The label's faith will be justified soon enough: Come 29 November 1941, "Chattanooga Choo-Choo" will knock Freddy Martin and His Orchestra out of the number one hole on the Billboard Best Sellers in Stores survey and hog the position for the rest of the calendar year.

1950: THE MIDGET AND THE GIANT---Cloak and Dagger, an adventure/suspense entry telling fictional tales of OSS agents during World War II, and starring Inner Sanctum legend Raymond Edward Johnson as the Hungarian Giant and Gilbert Mack as Impy the Midget, premieres on NBC.

Apparently, audiences will ensure Cloak and Dagger only a slightly longer life than the spies who went behind enemy lines knowing they might never live to tell the details: the final broadcast will come 22 October 1950.

CHANNEL SURFING . . .

1942: CLEARING THINGS UP BEFORE MOTHER'S DAY---Clarifying motherhood and other cheerfully insane observations, musings, and indulgences, on tonight's edition of Here's Morgan. (Mutual.)

Writer, such as he was (since more than half the show was ad-libbed): Henry Morgan.

1944: THE CAMPAIGN HEATS UP---Relaxing in his water commission office, Gildersleeve's (Harold Peary) reverie over a letter from Eve (Bea Benaderet) is rudely interrupted by a blaring reminder that a mayoral campaign doesn't take time off even for the first day of spring---especially when Peavey (Richard LeGrand) won't take down his drugstore window sign endorsing the incumbent, on tonight's edition of The Great Gildersleeve. (NBC.)

Hooker: Earle Ross. Marjorie: Lurene Tuttle. Leroy: Walter Tetley. Birdie: Lillian Randolph. Writers: Sam Moore, John Whedon.

1947: SALUTE TO THE OLD SCHOOL---Modern, progressive education may never recover---and neither might the sponsor ("The Eversharp Schick Injector Blade . . . it's educational---try one, that'll teach you"), after tonight's edition of The Henry Morgan Show. (ABC.)

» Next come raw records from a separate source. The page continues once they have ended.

//! Endpoint compilation.
//!
//! # Responsibilities
//! - Turn an `EndpointConfig` into an immutable `EndpointSpec`
//! - Compile every backend path template once
//! - Reject endpoints the call plan cannot run safely
//!
//! # Design Decisions
//! - A failed endpoint is reported, never fatal for the others
//! - Non-GET methods are only allowed on the last backend of a multi-backend endpoint
//! - Chain references to later backends are configuration errors

use std::collections::BTreeMap;
use std::time::Duration;

use axum::http::Method;
use thiserror::Error;
use url::Url;

use crate::config::{BackendConfig, EndpointConfig, GatewayConfig};
use crate::render;
use crate::template::{extract_params, ParamsSet, Template};

/// How a backend response body is decoded.
#[derive(Debug, Clone, Copy, PartialEq, Eq)]
pub enum BackendEncoding {
    Json,
    String,
    Noop,
}

impl BackendEncoding {
    /// Names other than `string` and `no-op` decode as JSON.
    pub fn from_name(name: &str) -> Self {
        match name {
            render::STRING => BackendEncoding::String,
            render::NOOP => BackendEncoding::Noop,
            _ => BackendEncoding::Json,
        }
    }
}

#[derive(Debug, Error)]
pub enum CompileError {
    #[error("unsupported method {0:?}")]
    UnsupportedMethod(String),

    #[error("{method} endpoints with several backends only allow a non-GET method in the last backend")]
    NonIdempotentSequence { method: Method },

    #[error("endpoint declares no backends")]
    NoBackends,

    #[error("backend {index} declares no hosts")]
    NoHosts { index: usize },

    #[error("backend {index} has an invalid host {host:?}: {source}")]
    InvalidHost {
        index: usize,
        host: String,
        #[source]
        source: url::ParseError,
    },

    #[error("invalid path pattern {0:?}")]
    InvalidPattern(String),

    #[error("invalid route: {0}")]
    InvalidRoute(#[from] matchit::InsertError),

    #[error("backend {index} references a response that is not available yet: {{{reference}}}")]
    ForwardReference { index: usize, reference: String },

    #[error("concurrent_calls must be at least 1")]
    ZeroConcurrency,

    #[error("no-op encoding requires exactly one backend")]
    NoopWithSeveralBackends,

    #[error("route {method} {path} is already registered")]
    DuplicateRoute { method: Method, path: String },
}

/// A compiled public endpoint.
#[derive(Debug, Clone)]
pub struct EndpointSpec {
    pub path: String,
    pub method: Method,
    /// Parameter names of `path`.
    pub params: ParamsSet,
    pub concurrent_calls: usize,
    pub timeout: Duration,
    pub cache_ttl: Duration,
    pub headers_to_pass: Vec<String>,
    pub query_string: Vec<String>,
    pub output_encoding: Option<String>,
    pub sequential: bool,
    pub backends: Vec<BackendSpec>,
}

/// A compiled backend call, owned by its endpoint.
#[derive(Debug, Clone)]
pub struct BackendSpec {
    pub hosts: Vec<Url>,
    pub template: Template,
    pub method: Method,
    pub allow: Vec<String>,
    pub mapping: BTreeMap<String, String>,
    pub group: Option<String>,
    pub encoding: BackendEncoding,
    /// Declared encoding name, also the renderer key for single-backend endpoints.
    pub encoding_name: String,
    pub is_collection: bool,
}

impl EndpointSpec {
    pub fn compile(config: &EndpointConfig, gateway: &GatewayConfig) -> Result<Self, CompileError> {
        let method = parse_method(&config.method)?;
        validate_pattern(&config.url_pattern)?;

        if config.backends.is_empty() {
            return Err(CompileError::NoBackends);
        }
        if config.concurrent_calls == 0 {
            return Err(CompileError::ZeroConcurrency);
        }

        let params = extract_params(&config.url_pattern);
        let backends = config
            .backends
            .iter()
            .enumerate()
            .map(|(index, backend)| BackendSpec::compile(index, backend, &method, &params))
            .collect::<Result<Vec<_>, _>>()?;

        if method != Method::GET && !is_valid_sequence(&backends) {
            return Err(CompileError::NonIdempotentSequence { method });
        }

        let passthrough = config.output_encoding.as_deref() == Some(render::NOOP)
            || backends.iter().any(|b| b.encoding == BackendEncoding::Noop);
        if passthrough && backends.len() > 1 {
            return Err(CompileError::NoopWithSeveralBackends);
        }

        let sequential = config.sequential || backends.iter().any(|b| b.template.is_chained());

        Ok(Self {
            path: config.url_pattern.clone(),
            method,
            params,
            concurrent_calls: config.concurrent_calls,
            timeout: Duration::from_millis(config.timeout_ms.unwrap_or(gateway.timeout_ms)),
            cache_ttl: Duration::from_secs(config.cache_ttl_secs.unwrap_or(gateway.cache_ttl_secs)),
            headers_to_pass: config.headers_to_pass.clone(),
            query_string: config.query_string.clone(),
            output_encoding: config.output_encoding.clone().filter(|e| !e.is_empty()),
            sequential,
            backends,
        })
    }

    /// Encoding names declared by the backends, in order.
    pub fn backend_encodings(&self) -> Vec<&str> {
        self.backends.iter().map(|b| b.encoding_name.as_str()).collect()
    }
}

impl BackendSpec {
    fn compile(
        index: usize,
        config: &BackendConfig,
        endpoint_method: &Method,
        endpoint_params: &ParamsSet,
    ) -> Result<Self, CompileError> {
        if config.host.is_empty() {
            return Err(CompileError::NoHosts { index });
        }
        let hosts = config
            .host
            .iter()
            .map(|host| {
                Url::parse(host).map_err(|source| CompileError::InvalidHost {
                    index,
                    host: host.clone(),
                    source,
                })
            })
            .collect::<Result<Vec<_>, _>>()?;

        if !config.url_pattern.starts_with('/') {
            return Err(CompileError::InvalidPattern(config.url_pattern.clone()));
        }
        let template = Template::compile(&config.url_pattern, endpoint_params, index);
        if let Some(reference) = template.forward_references().next() {
            return Err(CompileError::ForwardReference {
                index,
                reference: reference.to_string(),
            });
        }

        let method = match config.method.as_deref() {
            Some(m) => parse_method(m)?,
            None => endpoint_method.clone(),
        };

        let encoding_name = match config.encoding.as_deref() {
            None | Some("") => render::JSON.to_string(),
            Some(name) => name.to_string(),
        };

        Ok(Self {
            hosts,
            template,
            method,
            allow: config.allow.clone(),
            mapping: config.mapping.clone(),
            group: config.group.clone().filter(|g| !g.is_empty()),
            encoding: BackendEncoding::from_name(&encoding_name),
            encoding_name,
            is_collection: config.is_collection,
        })
    }
}

fn parse_method(method: &str) -> Result<Method, CompileError> {
    match method.to_ascii_uppercase().as_str() {
        "GET" => Ok(Method::GET),
        "POST" => Ok(Method::POST),
        "PUT" => Ok(Method::PUT),
        "PATCH" => Ok(Method::PATCH),
        "DELETE" => Ok(Method::DELETE),
        _ => Err(CompileError::UnsupportedMethod(method.to_string())),
    }
}

/// Every backend but the last must be a GET.
fn is_valid_sequence(backends: &[BackendSpec]) -> bool {
    match backends.split_last() {
        Some((_, rest)) => rest.iter().all(|b| b.method == Method::GET),
        None => true,
    }
}

/// Public patterns use `{name}` and `{*name}` segments only.
pub(crate) fn validate_pattern(pattern: &str) -> Result<(), CompileError> {
    let legacy = pattern
        .split('/')
        .any(|segment| segment.starts_with(':') || segment.starts_with('*'));
    if !pattern.starts_with('/') || legacy {
        return Err(CompileError::InvalidPattern(pattern.to_string()));
    }
    Ok(())
}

Additional cast: Arnold Stang, Florence Halop, Madeline Lee, possibly Art Carney. Music: Bernie Green and His Orchestra. Writers: Henry Morgan, Joe Stein, Aaron Ruben, Carroll Moore, Jr.

PREMIERING TODAY . . .

1884---Gloria Gordon (actress: My Friend Irma; The Halls of Ivy), unknown.
1885---Gabby Hayes (as George Hayes; actor: The Andrews Sisters' Eight to the Bar Ranch; The Roy Rogers Show), Wellsville, New York.
1892---Archibald MacLeish (writer: Columbia Workshop), Glencoe, Illinois.
1900---Ralph Truman (actor: BBC Home Theatre), London.
1901---Gary Cooper (as Frank James Cooper; actor: Lux Radio Theater; Screen Guild Theater; Family Theater), Helena, Montana.
1906---Jack Johnstone (writer/producer/director: Buck Rogers; CBS Radio Workshop), unknown.
1908---Edmund MacDonald (actor: Big Town; Murder Will Out; Old Gold Comedy Theater; Box 13), Massachussetts.
1915---Win Elliot (sports announcer, emcee: Fish Pond; County Fair; Quick as a Flash), Chelsea, Massachussetts.
1923---Anne Baxter (actress: Lux Radio Theater), Michigan City, Indiana.